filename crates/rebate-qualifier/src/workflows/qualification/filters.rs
use chrono::{DateTime, NaiveDate, NaiveDateTime};
use std::collections::BTreeSet;

/// Set of SKU tokens parsed from a comma-separated list.
///
/// Membership is exact and case-sensitive; transaction SKUs are not normalized.
#[derive(Debug, Clone, Default, PartialEq, Eq)]
pub struct SkuSet(BTreeSet<String>);

impl SkuSet {
    pub fn parse(csv: &str) -> Self {
        Self(
            csv.split(',')
                .map(str::trim)
                .filter(|token| !token.is_empty())
                .map(str::to_string)
                .collect(),
        )
    }

    pub fn contains(&self, sku: &str) -> bool {
        self.0.contains(sku)
    }

    pub fn len(&self) -> usize {
        self.0.len()
    }

    pub fn is_empty(&self) -> bool {
        self.0.is_empty()
    }

    pub fn iter(&self) -> impl Iterator<Item = &str> {
        self.0.iter().map(String::as_str)
    }
}

/// Reads a calendar date from `YYYY-MM-DD`, a naive timestamp, or RFC 3339.
///
/// Timestamps contribute the date as written; no timezone shift is applied.
pub fn parse_calendar_date(raw: &str) -> Option<NaiveDate> {
    let trimmed = raw.trim();
    if trimmed.is_empty() {
        return None;
    }

    if let Ok(date) = NaiveDate::parse_from_str(trimmed, "%Y-%m-%d") {
        return Some(date);
    }

    if let Ok(dt) = DateTime::parse_from_rfc3339(trimmed) {
        return Some(dt.date_naive());
    }

    NaiveDateTime::parse_from_str(trimmed, "%Y-%m-%dT%H:%M:%S%.f")
        .ok()
        .map(|dt| dt.date())
}

/// Inclusive calendar window.
#[derive(Debug, Clone, Copy, PartialEq, Eq)]
pub struct DateWindow {
    start: NaiveDate,
    end: NaiveDate,
}

impl DateWindow {
    pub fn new(start: NaiveDate, end: NaiveDate) -> Self {
        Self { start, end }
    }

    /// `None` when either bound is not a readable date.
    pub fn parse(start: &str, end: &str) -> Option<Self> {
        Some(Self::new(
            parse_calendar_date(start)?,
            parse_calendar_date(end)?,
        ))
    }

    pub fn contains(&self, date: NaiveDate) -> bool {
        self.start <= date && date <= self.end
    }
}

/// `start <= date <= end` on calendar dates. Any unreadable input excludes the date.
pub fn in_window(date: &str, start: &str, end: &str) -> bool {
    match (DateWindow::parse(start, end), parse_calendar_date(date)) {
        (Some(window), Some(date)) => window.contains(date),
        _ => false,
    }
}

/// Date restriction applied while aggregating transactions.
#[derive(Debug, Clone, Copy, PartialEq, Eq)]
pub enum Period {
    /// Every transaction, regardless of its date.
    All,
    /// Transactions dated inside the window; `None` means the window itself was
    /// unreadable and nothing qualifies.
    Window(Option<DateWindow>),
}

impl Period {
    pub fn between(start: &str, end: &str) -> Self {
        Period::Window(DateWindow::parse(start, end))
    }

    pub fn admits(&self, date: &str) -> bool {
        match self {
            Period::All => true,
            Period::Window(Some(window)) => parse_calendar_date(date)
                .map(|date| window.contains(date))
                .unwrap_or(false),
            Period::Window(None) => false,
        }
    }
}
use rebate_qualifier::error::AppError;
use rebate_qualifier::workflows::qualification::{
    format_amount, Scenario, ScenarioSummary, ScenarioTest, TestResult, TestType,
};
use serde::Serialize;

pub(crate) fn summaries(summaries: &[ScenarioSummary]) {
    if summaries.is_empty() {
        println!("No saved scenarios.");
        return;
    }

    println!("Saved scenarios ({})", summaries.len());
    for summary in summaries {
        let modified = summary
            .last_modified
            .map(|at| at.format("%Y-%m-%d %H:%M UTC").to_string())
            .unwrap_or_else(|| "never".to_string());
        println!(
            "- {} [{}] | {} | {} tests | {} qualified / {} not qualified | modified {}",
            summary.name,
            summary.id,
            summary.test_type_label,
            summary.test_count,
            summary.qualified,
            summary.not_qualified,
            modified
        );
    }
}

pub(crate) fn scenario(scenario: &Scenario) {
    println!(
        "{} [{}]",
        scenario.name,
        scenario.id.as_deref().unwrap_or("unsaved")
    );
    println!("Test type: {}", scenario.test_type.label());
    println!("Qualifying SKUs: {}", or_dash(&scenario.qualifying_skus));
    println!("Earning SKUs: {}", or_dash(&scenario.earning_skus));

    match scenario.test_type {
        TestType::Yoy => {
            println!("Target: {}%", or_dash(&scenario.target_percent));
            for timeframe in &scenario.prior_year_timeframes {
                println!(
                    "{}: {} to {}",
                    timeframe.label,
                    or_dash(&timeframe.start_date),
                    or_dash(&timeframe.end_date)
                );
            }
            println!(
                "Current Year: {} to {}",
                or_dash(&scenario.current_year_timeframe.start_date),
                or_dash(&scenario.current_year_timeframe.end_date)
            );
            println!(
                "Earning rate: {}%",
                or_dash(&scenario.current_year_earning_rate)
            );
        }
        TestType::MinQual => {
            println!(
                "Minimum qualification: {}% (not enforced)",
                or_dash(&scenario.min_qualification_percent)
            );
            println!("Earning percent: {}%", or_dash(&scenario.earning_percent));
        }
        TestType::EarningsOnly => {
            println!("Earning percent: {}%", or_dash(&scenario.earning_percent));
        }
        TestType::Unrecognized(_) => {}
    }

    println!("\nTests ({})", scenario.tests.len());
    for test in &scenario.tests {
        match &test.results {
            Some(result) => result_line(scenario, test, result),
            None => println!(
                "- {} ({}) | {} transactions | not evaluated",
                test.label,
                test.id,
                test.transactions.len()
            ),
        }
    }
}

pub(crate) fn result_line(scenario: &Scenario, test: &ScenarioTest, result: &TestResult) {
    let verdict = if result.qualified {
        "QUALIFIED"
    } else {
        "NOT QUALIFIED"
    };
    println!(
        "- {} ({}) | {} transactions | {} | earnings ${}",
        test.label,
        test.id,
        test.transactions.len(),
        verdict,
        format_amount(result.earnings)
    );

    if let Some(years) = &result.details.year_totals {
        for year in years {
            println!("    {}: ${}", year.label, format_amount(year.total));
        }
    }
    if let Some(achieved) = result.details.achieved_percent {
        println!(
            "    Achieved {}% of target {}%",
            achieved.round_dp(2),
            or_dash(&scenario.target_percent)
        );
    }
    println!(
        "    {} qualifying / {} earning transactions",
        result.details.qualifying_transactions, result.details.earning_transactions
    );
}

#[derive(Serialize)]
#[serde(rename_all = "camelCase")]
struct EvaluatedTest<'a> {
    test_id: &'a str,
    label: &'a str,
    results: &'a TestResult,
}

pub(crate) fn evaluations(
    scenario: &Scenario,
    evaluated: &[(&ScenarioTest, TestResult)],
    as_json: bool,
) -> Result<(), AppError> {
    if as_json {
        let rows: Vec<EvaluatedTest<'_>> = evaluated
            .iter()
            .map(|(test, result)| EvaluatedTest {
                test_id: &test.id,
                label: &test.label,
                results: result,
            })
            .collect();
        println!("{}", serde_json::to_string_pretty(&rows)?);
        return Ok(());
    }

    println!("{} ({})", scenario.name, scenario.test_type.label());
    if evaluated.is_empty() {
        println!("No tests to evaluate.");
    }
    for (test, result) in evaluated {
        result_line(scenario, test, result);
    }
    Ok(())
}

fn or_dash(value: &str) -> &str {
    if value.trim().is_empty() {
        "-"
    } else {
        value
    }
}
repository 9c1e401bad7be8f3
use super::super::amounts::{apply_percent, parse_decimal, DEFAULT_TARGET_PERCENT};
use super::super::domain::{ResultDetails, Scenario, TestResult, Transaction, YearTotal};
use super::super::filters::{Period, SkuSet};
use super::aggregate::{count_matching, sum_totals};
use rust_decimal::Decimal;
use tracing::debug;

const CURRENT_YEAR_LABEL: &str = "Current Year";

/// SKU sets are parsed once per evaluation and shared by every rule.
pub(crate) struct RuleInputs<'a> {
    pub scenario: &'a Scenario,
    pub transactions: &'a [Transaction],
    pub qualifying: SkuSet,
    pub earning: SkuSet,
}

impl<'a> RuleInputs<'a> {
    pub fn new(scenario: &'a Scenario, transactions: &'a [Transaction]) -> Self {
        Self {
            scenario,
            transactions,
            qualifying: SkuSet::parse(&scenario.qualifying_skus),
            earning: SkuSet::parse(&scenario.earning_skus),
        }
    }
}

/// Current-year qualifying spend measured against the most recent prior year.
pub(crate) fn year_over_year(inputs: &RuleInputs<'_>) -> TestResult {
    let scenario = inputs.scenario;

    let mut year_totals: Vec<YearTotal> = scenario
        .prior_year_timeframes
        .iter()
        .map(|timeframe| YearTotal {
            label: timeframe.label.clone(),
            total: sum_totals(
                inputs.transactions,
                &inputs.qualifying,
                Period::between(&timeframe.start_date, &timeframe.end_date),
            ),
        })
        .collect();

    let baseline = year_totals
        .last()
        .map(|year| year.total)
        .unwrap_or(Decimal::ZERO);

    let current_year = Period::between(
        &scenario.current_year_timeframe.start_date,
        &scenario.current_year_timeframe.end_date,
    );
    let current_year_total = sum_totals(inputs.transactions, &inputs.qualifying, current_year);

    let achieved_percent = if baseline > Decimal::ZERO {
        current_year_total
            .checked_div(baseline)
            .map(|ratio| ratio.saturating_mul(Decimal::ONE_HUNDRED))
            .unwrap_or(Decimal::MAX)
    } else {
        Decimal::ZERO
    };

    let target = parse_decimal(&scenario.target_percent, DEFAULT_TARGET_PERCENT);
    let qualified = achieved_percent >= target;

    let earnings = if qualified {
        let earning_spend = sum_totals(inputs.transactions, &inputs.earning, current_year);
        let rate = parse_decimal(&scenario.current_year_earning_rate, Decimal::ZERO);
        apply_percent(earning_spend, rate)
    } else {
        Decimal::ZERO
    };

    year_totals.push(YearTotal {
        label: CURRENT_YEAR_LABEL.to_string(),
        total: current_year_total,
    });

    TestResult {
        qualified,
        earnings,
        details: ResultDetails {
            year_totals: Some(year_totals),
            achieved_percent: Some(achieved_percent),
            qualifying_transactions: count_matching(inputs.transactions, &inputs.qualifying),
            earning_transactions: count_matching(inputs.transactions, &inputs.earning),
        },
    }
}

/// Always qualifies; pays the earning percent on all earning-SKU spend.
pub(crate) fn minimum_qualification(inputs: &RuleInputs<'_>) -> TestResult {
    if !inputs.scenario.min_qualification_percent.trim().is_empty() {
        debug!(
            min_qualification_percent = %inputs.scenario.min_qualification_percent,
            "minimum qualification percent is recorded but not enforced"
        );
    }

    TestResult {
        qualified: true,
        earnings: unwindowed_earnings(inputs),
        details: ResultDetails {
            qualifying_transactions: count_matching(inputs.transactions, &inputs.qualifying),
            earning_transactions: count_matching(inputs.transactions, &inputs.earning),
            ..ResultDetails::default()
        },
    }
}

/// Always qualifies; qualifying SKUs play no part.
pub(crate) fn earnings_only(inputs: &RuleInputs<'_>) -> TestResult {
    TestResult {
        qualified: true,
        earnings: unwindowed_earnings(inputs),
        details: ResultDetails {
            qualifying_transactions: 0,
            earning_transactions: count_matching(inputs.transactions, &inputs.earning),
            ..ResultDetails::default()
        },
    }
}

fn unwindowed_earnings(inputs: &RuleInputs<'_>) -> Decimal {
    let spend = sum_totals(inputs.transactions, &inputs.earning, Period::All);
    let percent = parse_decimal(&inputs.scenario.earning_percent, Decimal::ZERO);
    apply_percent(spend, percent)
}
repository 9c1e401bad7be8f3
use rust_decimal::{Decimal, RoundingStrategy};
use std::str::FromStr;

/// Year-over-year target applied when the scenario leaves it blank or unreadable.
pub const DEFAULT_TARGET_PERCENT: Decimal = Decimal::from_parts(95, 0, 0, false, 0);

const CENTS: u32 = 2;

/// Reads the leading number out of free text, falling back to `default`.
///
/// Mirrors how the editor treats numeric inputs: surrounding noise after the
/// number is ignored (`"12.5%"` reads as 12.5), while blank or non-numeric
/// text and values too large for a `Decimal` degrade to the default.
pub fn parse_decimal(raw: &str, default: Decimal) -> Decimal {
    leading_number(raw).unwrap_or(default)
}

/// Derived `total` for a transaction line: `quantity * price` rounded to cents.
pub fn line_total(quantity: &str, price: &str) -> String {
    let quantity = parse_decimal(quantity, Decimal::ZERO);
    let price = parse_decimal(price, Decimal::ZERO);
    format_amount(quantity.saturating_mul(price))
}

/// Renders an amount with exactly two fractional digits.
pub fn format_amount(value: Decimal) -> String {
    let mut rounded = value.round_dp_with_strategy(CENTS, RoundingStrategy::MidpointAwayFromZero);
    if rounded.is_zero() {
        rounded = Decimal::ZERO;
    }
    rounded.rescale(CENTS);
    rounded.to_string()
}

/// `amount * percent / 100`, saturating rather than overflowing.
pub(crate) fn apply_percent(amount: Decimal, percent: Decimal) -> Decimal {
    amount
        .saturating_mul(percent)
        .checked_div(Decimal::ONE_HUNDRED)
        .unwrap_or(Decimal::ZERO)
}

fn leading_number(raw: &str) -> Option<Decimal> {
    let text = raw.trim_start();
    let bytes = text.as_bytes();
    let mut cursor = 0;

    let negative = match bytes.first() {
        Some(b'-') => {
            cursor += 1;
            true
        }
        Some(b'+') => {
            cursor += 1;
            false
        }
        _ => false,
    };

    let integer_start = cursor;
    cursor = skip_digits(bytes, cursor);
    let integer = &text[integer_start..cursor];

    let mut fraction = "";
    if bytes.get(cursor) == Some(&b'.') {
        let fraction_start = cursor + 1;
        let fraction_end = skip_digits(bytes, fraction_start);
        fraction = &text[fraction_start..fraction_end];
        cursor = fraction_end;
    }

    if integer.is_empty() && fraction.is_empty() {
        return None;
    }

    let exponent = read_exponent(text, cursor)?;

    let mantissa = format!(
        "{}{}.{}",
        if negative { "-" } else { "" },
        if integer.is_empty() { "0" } else { integer },
        if fraction.is_empty() { "0" } else { fraction },
    );
    let parsed = if exponent == 0 {
        Decimal::from_str(&mantissa)
    } else {
        Decimal::from_scientific(&format!("{mantissa}e{exponent}"))
    };
    parsed.ok()
}

fn skip_digits(bytes: &[u8], mut cursor: usize) -> usize {
    while bytes.get(cursor).is_some_and(u8::is_ascii_digit) {
        cursor += 1;
    }
    cursor
}

/// Exponent suffix starting at `cursor`; a dangling `e` is treated as absent.
/// Returns `None` only when the exponent digits cannot be represented.
fn read_exponent(text: &str, cursor: usize) -> Option<i64> {
    let bytes = text.as_bytes();
    if !matches!(bytes.get(cursor), Some(b'e' | b'E')) {
        return Some(0);
    }

    let mut digits_start = cursor + 1;
    let negative = match bytes.get(digits_start) {
        Some(b'-') => {
            digits_start += 1;
            true
        }
        Some(b'+') => {
            digits_start += 1;
            false
        }
        _ => false,
    };

    let digits_end = skip_digits(bytes, digits_start);
    if digits_end == digits_start {
        return Some(0);
    }

    let magnitude = text[digits_start..digits_end].parse::<i64>().ok()?;
    Some(if negative { -magnitude } else { magnitude })
}
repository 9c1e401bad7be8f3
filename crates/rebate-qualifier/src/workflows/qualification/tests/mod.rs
mod common;
mod evaluation;
use std::fs;
use std::sync::Arc;

use chrono::{TimeZone, Utc};
use rebate_qualifier::workflows::import::TransactionImporter;
use rebate_qualifier::workflows::qualification::{
    FileRecordStore, FixedClock, RecordStore, Scenario, ScenarioService, TestType, TimestampIds,
};
use rust_decimal_macros::dec;

fn frozen_clock() -> FixedClock {
    FixedClock(
        Utc.with_ymd_and_hms(2024, 12, 1, 15, 0, 0)
            .single()
            .expect("valid instant"),
    )
}

fn growth_scenario() -> Scenario {
    let mut scenario = Scenario::draft("Northwest dealer growth");
    scenario.test_type = TestType::Yoy;
    scenario.qualifying_skus = "SKU001, SKU002".to_string();
    scenario.earning_skus = "SKU001".to_string();
    scenario.target_percent = "95".to_string();
    scenario.prior_year_timeframes[0].start_date = "2023-01-01".to_string();
    scenario.prior_year_timeframes[0].end_date = "2023-12-31".to_string();
    scenario.current_year_timeframe.start_date = "2024-01-01".to_string();
    scenario.current_year_timeframe.end_date = "2024-12-31".to_string();
    scenario.current_year_earning_rate = "5".to_string();
    scenario
}

#[test]
fn imported_transactions_survive_a_store_round_trip() {
    let dir = tempfile::tempdir().expect("temp dir");
    let store = Arc::new(FileRecordStore::open(dir.path().join("scenarios")).expect("store"));
    let clock = frozen_clock();
    let service = ScenarioService::new(
        store.clone(),
        Arc::new(TimestampIds::new(clock)),
        Arc::new(clock),
    );

    let csv = "Date,SKU,Quantity,Price\n\
2023-04-01,SKU001,10,100\n\
2024-04-01,SKU001,10,96\n\
2024-04-02,SKU999,1,5000\n";
    let transactions =
        TransactionImporter::from_reader(csv.as_bytes(), service.ids()).expect("csv imports");
    assert_eq!(transactions.len(), 3);

    let mut scenario = growth_scenario();
    scenario
        .add_test()
        .expect("number available")
        .extend_transactions(transactions);
    let saved = service.save(scenario).expect("scenario saves");
    let id = saved.id.clone().expect("id assigned");
    assert_eq!(
        id,
        format!("scenario_{}", frozen_clock().0.timestamp_millis() + 3)
    );

    let keys = store.list("scenario:").expect("list keys");
    assert_eq!(keys, vec![format!("scenario:{id}")]);

    let reloaded = service.get(&id).expect("scenario reloads");
    assert_eq!(reloaded, saved);
    let result = reloaded.tests[0].results.as_ref().expect("results stored");
    assert!(result.qualified);
    assert_eq!(result.earnings, dec!(48));
    assert_eq!(result.details.qualifying_transactions, 2);
}

#[test]
fn export_writes_pretty_json_next_to_the_store() {
    let dir = tempfile::tempdir().expect("temp dir");
    let store = Arc::new(FileRecordStore::open(dir.path().join("scenarios")).expect("store"));
    let clock = frozen_clock();
    let service = ScenarioService::new(store, Arc::new(TimestampIds::new(clock)), Arc::new(clock));

    let saved = service.save(growth_scenario()).expect("scenario saves");
    let export = service
        .export(saved.id.as_deref().expect("id assigned"))
        .expect("export builds");

    let path = export
        .write_to(&dir.path().join("exports"))
        .expect("export written");
    assert_eq!(
        path.file_name().and_then(|name| name.to_str()),
        Some(
            format!(
                "Northwest_dealer_growth_{}.json",
                clock.0.timestamp_millis()
            )
            .as_str()
        )
    );
    let body = fs::read_to_string(&path).expect("export readable");
    assert!(body.contains("\n  \"testType\": \"yoy\""));
}

#[test]
fn summaries_skip_files_that_are_not_scenarios() {
    let dir = tempfile::tempdir().expect("temp dir");
    let root = dir.path().join("scenarios");
    let store = Arc::new(FileRecordStore::open(&root).expect("store"));
    let clock = frozen_clock();
    let service = ScenarioService::new(
        store.clone(),
        Arc::new(TimestampIds::new(clock)),
        Arc::new(clock),
    );

    service.save(growth_scenario()).expect("scenario saves");
    store
        .set("scenario:corrupt", "{\"name\": 12")
        .expect("raw write");
    fs::write(root.join("notes.txt"), "ignored").expect("stray file");

    let summaries = service.summaries().expect("summaries");
    assert_eq!(summaries.len(), 1);
    assert_eq!(summaries[0].name, "Northwest dealer growth");
    assert_eq!(summaries[0].test_type_label, "Year over Year");
    assert_eq!(summaries[0].test_count, 0);
}
//! Context-type heuristic for mention snippets.
//!
//! Counts surface cue words around a mention. A cue matches a whole token,
//! optionally followed by a common inflection ("recommended", "issues").
//! Positive cues preceded by a negator ("not recommend") count as negative.

use crate::domain::ContextType;

use super::normalize::normalize;

const POSITIVE_CUES: &[&str] = &[
    "recommend",
    "best",
    "excellent",
    "great",
    "good",
    "quality",
    "trusted",
    "reliable",
    "professional",
    "expert",
    "top",
    "popular",
    "leading",
    "premium",
];

const NEGATIVE_CUES: &[&str] = &[
    "avoid",
    "bad",
    "poor",
    "terrible",
    "worst",
    "problem",
    "issue",
    "complaint",
    "disappointing",
    "inferior",
];

const COMPARISON_CUES: &[&str] = &[
    "option",
    "alternative",
    "consider",
    "compare",
    "choice",
    "available",
    "include",
    "among",
    "such as",
];

const INFLECTIONS: &[&str] = &["", "s", "d", "ed", "ing", "ly", "ation"];

const NEGATORS: &[&str] = &["not", "no", "never", "don't", "doesn't", "isn't", "wouldn't", "without"];

fn token_matches(token: &str, cue: &str) -> bool {
    token
        .strip_prefix(cue)
        .is_some_and(|rest| INFLECTIONS.contains(&rest))
}

/// Whether the cue (possibly several words) starts at `tokens[i]`
fn cue_at(tokens: &[&str], i: usize, cue: &str) -> bool {
    let words: Vec<&str> = cue.split(' ').collect();
    if i + words.len() > tokens.len() {
        return false;
    }
    let last = words.len() - 1;
    words.iter().enumerate().all(|(k, word)| {
        if k == last {
            token_matches(tokens[i + k], word)
        } else {
            tokens[i + k] == *word
        }
    })
}

fn is_negated(tokens: &[&str], i: usize) -> bool {
    (1..=2).any(|k| i >= k && NEGATORS.contains(&tokens[i - k]))
}

/// Classify the text around a mention.
///
/// Each cue counts once no matter how often it repeats.
pub fn classify_context<S: AsRef<str>>(snippets: &[S]) -> ContextType {
    let joined = snippets
        .iter()
        .map(|s| s.as_ref())
        .collect::<Vec<&str>>()
        .join(" ");
    let normalized = normalize(&joined);
    let tokens: Vec<&str> = normalized.as_str().split(' ').filter(|t| !t.is_empty()).collect();

    let mut positive = 0;
    let mut negative = 0;
    let mut comparison = 0;

    for cue in POSITIVE_CUES {
        let hits: Vec<usize> = (0..tokens.len()).filter(|&i| cue_at(&tokens, i, cue)).collect();
        if hits.is_empty() {
            continue;
        }
        if hits.iter().all(|&i| is_negated(&tokens, i)) {
            negative += 1;
        } else {
            positive += 1;
        }
    }
    for cue in NEGATIVE_CUES {
        if (0..tokens.len()).any(|i| cue_at(&tokens, i, cue)) {
            negative += 1;
        }
    }
    for cue in COMPARISON_CUES {
        if (0..tokens.len()).any(|i| cue_at(&tokens, i, cue)) {
            comparison += 1;
        }
    }

    if positive > negative {
        ContextType::Recommended
    } else if negative > positive {
        ContextType::Negative
    } else if comparison > 0 {
        ContextType::Comparison
    } else {
        ContextType::Neutral
    }
}
//! Configuration for aivis.
//!
//! Configuration sources (highest priority first):
//! 1. `--config <path>` on the command line
//! 2. `AIVIS_CONFIG` environment variable
//! 3. `.aivis/config.yaml` in the current directory or any parent
//! 4. `~/.aivis/config.yaml`
//!
//! The resolved value is passed explicitly to the engine; nothing here is
//! cached globally.

use std::path::{Path, PathBuf};

use anyhow::{Context, Result};
use serde::{Deserialize, Serialize};

use crate::core::{Analyzer, ScanSettings};
use crate::domain::Entity;
use crate::ingest::{QueryClassifier, DEFAULT_NUM_CONSUMER};

/// Environment variable naming a config file
pub const CONFIG_ENV: &str = "AIVIS_CONFIG";

const CONFIG_DIR: &str = ".aivis";
const CONFIG_FILE: &str = "config.yaml";

/// Raw config file schema (matches YAML structure)
#[derive(Debug, Clone, Deserialize)]
pub struct ConfigFile {
    pub version: String,
    pub business: BusinessConfig,
    #[serde(default)]
    pub competitors: Vec<CompetitorEntry>,
    #[serde(default)]
    pub scan: ScanSettings,
    #[serde(default)]
    pub queries: QueriesConfig,
}

#[derive(Debug, Clone, Serialize, Deserialize)]
pub struct BusinessConfig {
    pub name: String,
    /// Website; its domain is matched as an alias
    #[serde(default)]
    pub url: Option<String>,
    #[serde(default)]
    pub aliases: Vec<String>,
}

/// A competitor given as a bare name or with aliases
#[derive(Debug, Clone, Serialize, Deserialize)]
#[serde(untagged)]
pub enum CompetitorEntry {
    Name(String),
    Detailed {
        name: String,
        #[serde(default)]
        aliases: Vec<String>,
    },
}

impl CompetitorEntry {
    pub fn name(&self) -> &str {
        match self {
            CompetitorEntry::Name(name) => name,
            CompetitorEntry::Detailed { name, .. } => name,
        }
    }

    fn to_entity(&self) -> Result<Entity> {
        let entity = match self {
            CompetitorEntry::Name(name) => Entity::new(name.as_str())?,
            CompetitorEntry::Detailed { name, aliases } => {
                Entity::new(name.as_str())?.with_aliases(aliases.iter().map(String::as_str))?
            }
        };
        Ok(entity)
    }
}

#[derive(Debug, Clone, Serialize, Deserialize)]
pub struct QueriesConfig {
    /// Query ids up to this value are consumer queries
    #[serde(default = "default_num_consumer")]
    pub num_consumer: u32,
}

fn default_num_consumer() -> u32 {
    DEFAULT_NUM_CONSUMER
}

impl Default for QueriesConfig {
    fn default() -> Self {
        Self {
            num_consumer: default_num_consumer(),
        }
    }
}

/// Resolved configuration
#[derive(Debug, Clone, Serialize)]
pub struct ResolvedConfig {
    /// Path to the config file that was loaded
    pub config_file: PathBuf,
    pub business: BusinessConfig,
    pub competitors: Vec<CompetitorEntry>,
    pub scan: ScanSettings,
    pub queries: QueriesConfig,
}

impl ResolvedConfig {
    /// Build entities from the config, validating names and aliases
    pub fn entities(&self) -> Result<(Entity, Vec<Entity>)> {
        let mut business = Entity::new(self.business.name.as_str())
            .context("Invalid business in config")?
            .with_aliases(self.business.aliases.iter().map(String::as_str))
            .context("Invalid business alias in config")?;
        if let Some(url) = &self.business.url {
            business = business.with_url(url);
        }

        let competitors = self
            .competitors
            .iter()
            .map(|c| {
                c.to_entity()
                    .with_context(|| format!("Invalid competitor in config: '{}'", c.name()))
            })
            .collect::<Result<Vec<_>>>()?;

        Ok((business, competitors))
    }

    /// Build the analysis engine
    pub fn build_analyzer(&self) -> Result<Analyzer> {
        let (business, competitors) = self.entities()?;
        Analyzer::new(business, competitors, self.scan.clone()).context("Invalid scan settings in config")
    }

    /// Query classifier for records without a query type
    pub fn query_classifier(&self) -> QueryClassifier {
        QueryClassifier::new(self.business.name.as_str(), self.queries.num_consumer)
    }
}

/// Find config file by searching `start` and its parents
fn find_config_file(start: &Path) -> Option<PathBuf> {
    let mut current = start.to_path_buf();

    loop {
        let config_path = current.join(CONFIG_DIR).join(CONFIG_FILE);
        if config_path.is_file() {
            return Some(config_path);
        }

        if !current.pop() {
            break;
        }
    }

    None
}

/// Pick the config file path from all sources
fn locate_config(
    explicit: Option<&Path>,
    env_path: Option<PathBuf>,
    cwd: Option<&Path>,
    home: Option<&Path>,
) -> Option<PathBuf> {
    if let Some(path) = explicit {
        return Some(path.to_path_buf());
    }
    if let Some(path) = env_path {
        return Some(path);
    }
    if let Some(found) = cwd.and_then(find_config_file) {
        return Some(found);
    }
    home.map(|h| h.join(CONFIG_DIR).join(CONFIG_FILE))
        .filter(|p| p.is_file())
}

/// Load and parse config file
pub fn load_config_file(path: &Path) -> Result<ConfigFile> {
    let content = std::fs::read_to_string(path)
        .with_context(|| format!("Failed to read config file: {}", path.display()))?;

    serde_yaml::from_str(&content)
        .with_context(|| format!("Failed to parse config file: {}", path.display()))
}

/// Resolve configuration from a known file
pub fn resolve_config(path: &Path) -> Result<ResolvedConfig> {
    let config = load_config_file(path)?;
    config
        .scan
        .validate()
        .with_context(|| format!("Invalid scan settings in {}", path.display()))?;

    Ok(ResolvedConfig {
        config_file: path.to_path_buf(),
        business: config.business,
        competitors: config.competitors,
        scan: config.scan,
        queries: config.queries,
    })
}

/// Load configuration from all sources
pub fn load_config(explicit: Option<&Path>) -> Result<ResolvedConfig> {
    let env_path = std::env::var_os(CONFIG_ENV)
        .filter(|v| !v.is_empty())
        .map(PathBuf::from);
    let cwd = std::env::current_dir().ok();
    let home = dirs::home_dir();

    let path = locate_config(explicit, env_path, cwd.as_deref(), home.as_deref()).with_context(|| {
        format!(
            "No config file found. Pass --config, set {}, or create {}/{}",
            CONFIG_ENV, CONFIG_DIR, CONFIG_FILE
        )
    })?;

    resolve_config(&path)
}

────

### Task details
Each line above that contains the word "rows" must be copied.

### Answer to the exercise
        let rows: Vec<EvaluatedTest<'_>> = evaluated
        println!("{}", serde_json::to_string_pretty(&rows)?);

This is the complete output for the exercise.